- What is being asked -
What is needed is a verbatim copy of each record below.

++++ Listed entries

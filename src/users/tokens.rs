use time::Duration;
use tracing::{debug, info};

use super::{Column, User};
use crate::credentials::new_token;
use crate::db::Db;
use crate::error::ModelError;

/// Password reset links stop working after this long.
pub const RESET_TTL: Duration = Duration::hours(2);

/// The digests a plain token can be checked against.
#[derive(Debug, Clone, Copy, PartialEq, Eq)]
pub enum TokenKind {
    Remember,
    Activation,
    Reset,
}

impl User {
    /// Returns the user when `candidate` matches the stored password digest.
    pub fn authenticate(&self, db: &Db, candidate: &str) -> Option<&User> {
        let digest = self.password_digest.as_deref()?;
        db.codec.verify(digest, candidate).then_some(self)
    }

    /// Checks `token` against the stored digest of `kind`; `false` when no
    /// digest is stored.
    pub fn authenticated(&self, db: &Db, kind: TokenKind, token: &str) -> bool {
        let digest = match kind {
            TokenKind::Remember => self.remember_digest.as_deref(),
            TokenKind::Activation => self.activation_digest.as_deref(),
            TokenKind::Reset => self.reset_digest.as_deref(),
        };
        digest.is_some_and(|d| db.codec.verify(d, token))
    }

    /// Stores a fresh remember digest and returns the plain token.
    pub async fn remember(&mut self, db: &Db) -> Result<String, ModelError> {
        let token = new_token();
        let digest = db.codec.hash(&token)?;
        let ok = self.update_attribute(db, Column::RememberDigest(Some(digest))).await?;
        self.applied(ok)?;
        self.remember_token = Some(token.clone());
        debug!(user_id = ?self.id, "remember token issued");
        Ok(token)
    }

    pub async fn forget(&mut self, db: &Db) -> Result<(), ModelError> {
        let ok = self.update_attribute(db, Column::RememberDigest(None)).await?;
        self.applied(ok)?;
        self.remember_token = None;
        Ok(())
    }

    pub async fn activate(&mut self, db: &Db) -> Result<(), ModelError> {
        let now = db.clock.now();
        let columns = [Column::Activated(true), Column::ActivatedAt(Some(now))];
        let ok = self.update_columns(db, columns).await?;
        self.applied(ok)?;
        info!(user_id = ?self.id, "account activated");
        Ok(())
    }

    /// Stores a reset digest with the current time and returns the plain
    /// token for the reset email.
    pub async fn create_reset_digest(&mut self, db: &Db) -> Result<String, ModelError> {
        let token = new_token();
        let digest = db.codec.hash(&token)?;
        let columns = [
            Column::ResetDigest(Some(digest)),
            Column::ResetSentAt(Some(db.clock.now())),
        ];
        let ok = self.update_columns(db, columns).await?;
        self.applied(ok)?;
        self.reset_token = Some(token.clone());
        debug!(user_id = ?self.id, "password reset requested");
        Ok(token)
    }

    /// Invalidates a used reset token.
    pub async fn clear_reset_digest(&mut self, db: &Db) -> Result<(), ModelError> {
        let columns = [Column::ResetDigest(None), Column::ResetSentAt(None)];
        let ok = self.update_columns(db, columns).await?;
        self.applied(ok)?;
        self.reset_token = None;
        Ok(())
    }

    /// True when no reset was requested or the request is older than
    /// [`RESET_TTL`].
    pub fn password_reset_expired(&self, db: &Db) -> bool {
        match self.reset_sent_at {
            Some(sent) => db.clock.now() - sent > RESET_TTL,
            None => true,
        }
    }

    /// Column writes only fail through the email index, which token columns
    /// never touch; a refusal here means the store did something unexpected.
    fn applied(&self, ok: bool) -> Result<(), ModelError> {
        if ok {
            Ok(())
        } else {
            Err(ModelError::NotApplied {
                kind: "user",
                id: self.require_id()?,
            })
        }
    }
}

#[cfg(test)]
mod tests {
    use super::*;
    use crate::db::testing;

    async fn saved(db: &Db) -> User {
        let mut user = User::new("Michael Example", "michael@example.com", "password", "password");
        assert!(user.save(db).await.unwrap());
        user
    }

    #[tokio::test]
    async fn authenticate_checks_the_password() {
        let (db, _, _) = testing::db();
        let user = saved(&db).await;
        assert!(user.authenticate(&db, "password").is_some());
        assert!(user.authenticate(&db, "not-the-password").is_none());
    }

    #[tokio::test]
    async fn authenticated_is_false_without_a_digest() {
        let (db, _, _) = testing::db();
        let user = saved(&db).await;
        assert!(!user.authenticated(&db, TokenKind::Remember, ""));
        assert!(!user.authenticated(&db, TokenKind::Reset, "anything"));
    }

    #[tokio::test]
    async fn activation_token_matches_the_stored_digest() {
        let (db, _, _) = testing::db();
        let user = saved(&db).await;
        let token = user.activation_token.clone().unwrap();

        let stored = User::find(&db, user.id().unwrap()).await.unwrap().unwrap();
        assert!(stored.authenticated(&db, TokenKind::Activation, &token));
        assert!(!stored.authenticated(&db, TokenKind::Activation, "wrong"));
    }

    #[tokio::test]
    async fn remember_then_forget() {
        let (db, _, _) = testing::db();
        let mut user = saved(&db).await;
        let token = user.remember(&db).await.unwrap();
        assert_eq!(user.remember_token.as_deref(), Some(token.as_str()));

        let stored = User::find(&db, user.id().unwrap()).await.unwrap().unwrap();
        assert!(stored.authenticated(&db, TokenKind::Remember, &token));

        user.forget(&db).await.unwrap();
        let stored = User::find(&db, user.id().unwrap()).await.unwrap().unwrap();
        assert!(stored.remember_digest.is_none());
        assert!(!stored.authenticated(&db, TokenKind::Remember, &token));
    }

    #[tokio::test]
    async fn activate_sets_flag_and_timestamp() {
        let (db, _, _) = testing::db();
        let mut user = saved(&db).await;
        user.activate(&db).await.unwrap();

        let stored = User::find(&db, user.id().unwrap()).await.unwrap().unwrap();
        assert!(stored.activated);
        assert!(stored.activated_at.is_some());
        assert_eq!(stored, user);
    }

    #[tokio::test]
    async fn unsaved_users_cannot_hold_tokens() {
        let (db, _, _) = testing::db();
        let mut user = User::new("New", "new@example.com", "password", "password");
        let err = user.remember(&db).await.unwrap_err();
        assert!(matches!(err, ModelError::Unsaved { kind: "user" }));
    }

    #[tokio::test]
    async fn reset_digest_expires_after_two_hours() {
        let (db, _, clock) = testing::db();
        let mut user = saved(&db).await;
        assert!(user.password_reset_expired(&db));

        let token = user.create_reset_digest(&db).await.unwrap();
        assert!(user.authenticated(&db, TokenKind::Reset, &token));
        assert!(!user.password_reset_expired(&db));

        clock.advance(Duration::hours(3));
        assert!(user.password_reset_expired(&db));

        user.clear_reset_digest(&db).await.unwrap();
        assert!(!user.authenticated(&db, TokenKind::Reset, &token));
    }
}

++++++++

- Exercise output -
filename src/users/tokens.rs
use time::Duration;
use tracing::{debug, info};

use super::{Column, User};
use crate::credentials::new_token;
use crate::db::Db;
use crate::error::ModelError;

/// Password reset links stop working after this long.
pub const RESET_TTL: Duration = Duration::hours(2);

/// The digests a plain token can be checked against.
#[derive(Debug, Clone, Copy, PartialEq, Eq)]
pub enum TokenKind {
    Remember,
    Activation,
    Reset,
}

impl User {
    /// Returns the user when `candidate` matches the stored password digest.
    pub fn authenticate(&self, db: &Db, candidate: &str) -> Option<&User> {
        let digest = self.password_digest.as_deref()?;
        db.codec.verify(digest, candidate).then_some(self)
    }

    /// Checks `token` against the stored digest of `kind`; `false` when no
    /// digest is stored.
    pub fn authenticated(&self, db: &Db, kind: TokenKind, token: &str) -> bool {
        let digest = match kind {
            TokenKind::Remember => self.remember_digest.as_deref(),
            TokenKind::Activation => self.activation_digest.as_deref(),
            TokenKind::Reset => self.reset_digest.as_deref(),
        };
        digest.is_some_and(|d| db.codec.verify(d, token))
    }

    /// Stores a fresh remember digest and returns the plain token.
    pub async fn remember(&mut self, db: &Db) -> Result<String, ModelError> {
        let token = new_token();
        let digest = db.codec.hash(&token)?;
        let ok = self.update_attribute(db, Column::RememberDigest(Some(digest))).await?;
        self.applied(ok)?;
        self.remember_token = Some(token.clone());
        debug!(user_id = ?self.id, "remember token issued");
        Ok(token)
    }

    pub async fn forget(&mut self, db: &Db) -> Result<(), ModelError> {
        let ok = self.update_attribute(db, Column::RememberDigest(None)).await?;
        self.applied(ok)?;
        self.remember_token = None;
        Ok(())
    }

    pub async fn activate(&mut self, db: &Db) -> Result<(), ModelError> {
        let now = db.clock.now();
        let columns = [Column::Activated(true), Column::ActivatedAt(Some(now))];
        let ok = self.update_columns(db, columns).await?;
        self.applied(ok)?;
        info!(user_id = ?self.id, "account activated");
        Ok(())
    }

    /// Stores a reset digest with the current time and returns the plain
    /// token for the reset email.
    pub async fn create_reset_digest(&mut self, db: &Db) -> Result<String, ModelError> {
        let token = new_token();
        let digest = db.codec.hash(&token)?;
        let columns = [
            Column::ResetDigest(Some(digest)),
            Column::ResetSentAt(Some(db.clock.now())),
        ];
        let ok = self.update_columns(db, columns).await?;
        self.applied(ok)?;
        self.reset_token = Some(token.clone());
        debug!(user_id = ?self.id, "password reset requested");
        Ok(token)
    }

    /// Invalidates a used reset token.
    pub async fn clear_reset_digest(&mut self, db: &Db) -> Result<(), ModelError> {
        let columns = [Column::ResetDigest(None), Column::ResetSentAt(None)];
        let ok = self.update_columns(db, columns).await?;
        self.applied(ok)?;
        self.reset_token = None;
        Ok(())
    }

    /// True when no reset was requested or the request is older than
    /// [`RESET_TTL`].
    pub fn password_reset_expired(&self, db: &Db) -> bool {
        match self.reset_sent_at {
            Some(sent) => db.clock.now() - sent > RESET_TTL,
            None => true,
        }
    }

    /// Column writes only fail through the email index, which token columns
    /// never touch; a refusal here means the store did something unexpected.
    fn applied(&self, ok: bool) -> Result<(), ModelError> {
        if ok {
            Ok(())
        } else {
            Err(ModelError::NotApplied {
                kind: "user",
                id: self.require_id()?,
            })
        }
    }
}

#[cfg(test)]
mod tests {
    use super::*;
    use crate::db::testing;

    async fn saved(db: &Db) -> User {
        let mut user = User::new("Michael Example", "michael@example.com", "password", "password");
        assert!(user.save(db).await.unwrap());
        user
    }

    #[tokio::test]
    async fn authenticate_checks_the_password() {
        let (db, _, _) = testing::db();
        let user = saved(&db).await;
        assert!(user.authenticate(&db, "password").is_some());
        assert!(user.authenticate(&db, "not-the-password").is_none());
    }

    #[tokio::test]
    async fn authenticated_is_false_without_a_digest() {
        let (db, _, _) = testing::db();
        let user = saved(&db).await;
        assert!(!user.authenticated(&db, TokenKind::Remember, ""));
        assert!(!user.authenticated(&db, TokenKind::Reset, "anything"));
    }

    #[tokio::test]
    async fn activation_token_matches_the_stored_digest() {
        let (db, _, _) = testing::db();
        let user = saved(&db).await;
        let token = user.activation_token.clone().unwrap();

        let stored = User::find(&db, user.id().unwrap()).await.unwrap().unwrap();
        assert!(stored.authenticated(&db, TokenKind::Activation, &token));
        assert!(!stored.authenticated(&db, TokenKind::Activation, "wrong"));
    }

    #[tokio::test]
    async fn remember_then_forget() {
        let (db, _, _) = testing::db();
        let mut user = saved(&db).await;
        let token = user.remember(&db).await.unwrap();
        assert_eq!(user.remember_token.as_deref(), Some(token.as_str()));

        let stored = User::find(&db, user.id().unwrap()).await.unwrap().unwrap();
        assert!(stored.authenticated(&db, TokenKind::Remember, &token));

        user.forget(&db).await.unwrap();
        let stored = User::find(&db, user.id().unwrap()).await.unwrap().unwrap();
        assert!(stored.remember_digest.is_none());
        assert!(!stored.authenticated(&db, TokenKind::Remember, &token));
    }

    #[tokio::test]
    async fn activate_sets_flag_and_timestamp() {
        let (db, _, _) = testing::db();
        let mut user = saved(&db).await;
        user.activate(&db).await.unwrap();

        let stored = User::find(&db, user.id().unwrap()).await.unwrap().unwrap();
        assert!(stored.activated);
        assert!(stored.activated_at.is_some());
        assert_eq!(stored, user);
    }

    #[tokio::test]
    async fn unsaved_users_cannot_hold_tokens() {
        let (db, _, _) = testing::db();
        let mut user = User::new("New", "new@example.com", "password", "password");
        let err = user.remember(&db).await.unwrap_err();
        assert!(matches!(err, ModelError::Unsaved { kind: "user" }));
    }

    #[tokio::test]
    async fn reset_digest_expires_after_two_hours() {
        let (db, _, clock) = testing::db();
        let mut user = saved(&db).await;
        assert!(user.password_reset_expired(&db));

        let token = user.create_reset_digest(&db).await.unwrap();
        assert!(user.authenticated(&db, TokenKind::Reset, &token));
        assert!(!user.password_reset_expired(&db));

        clock.advance(Duration::hours(3));
        assert!(user.password_reset_expired(&db));

        user.clear_reset_digest(&db).await.unwrap();
        assert!(!user.authenticated(&db, TokenKind::Reset, &token));
    }
}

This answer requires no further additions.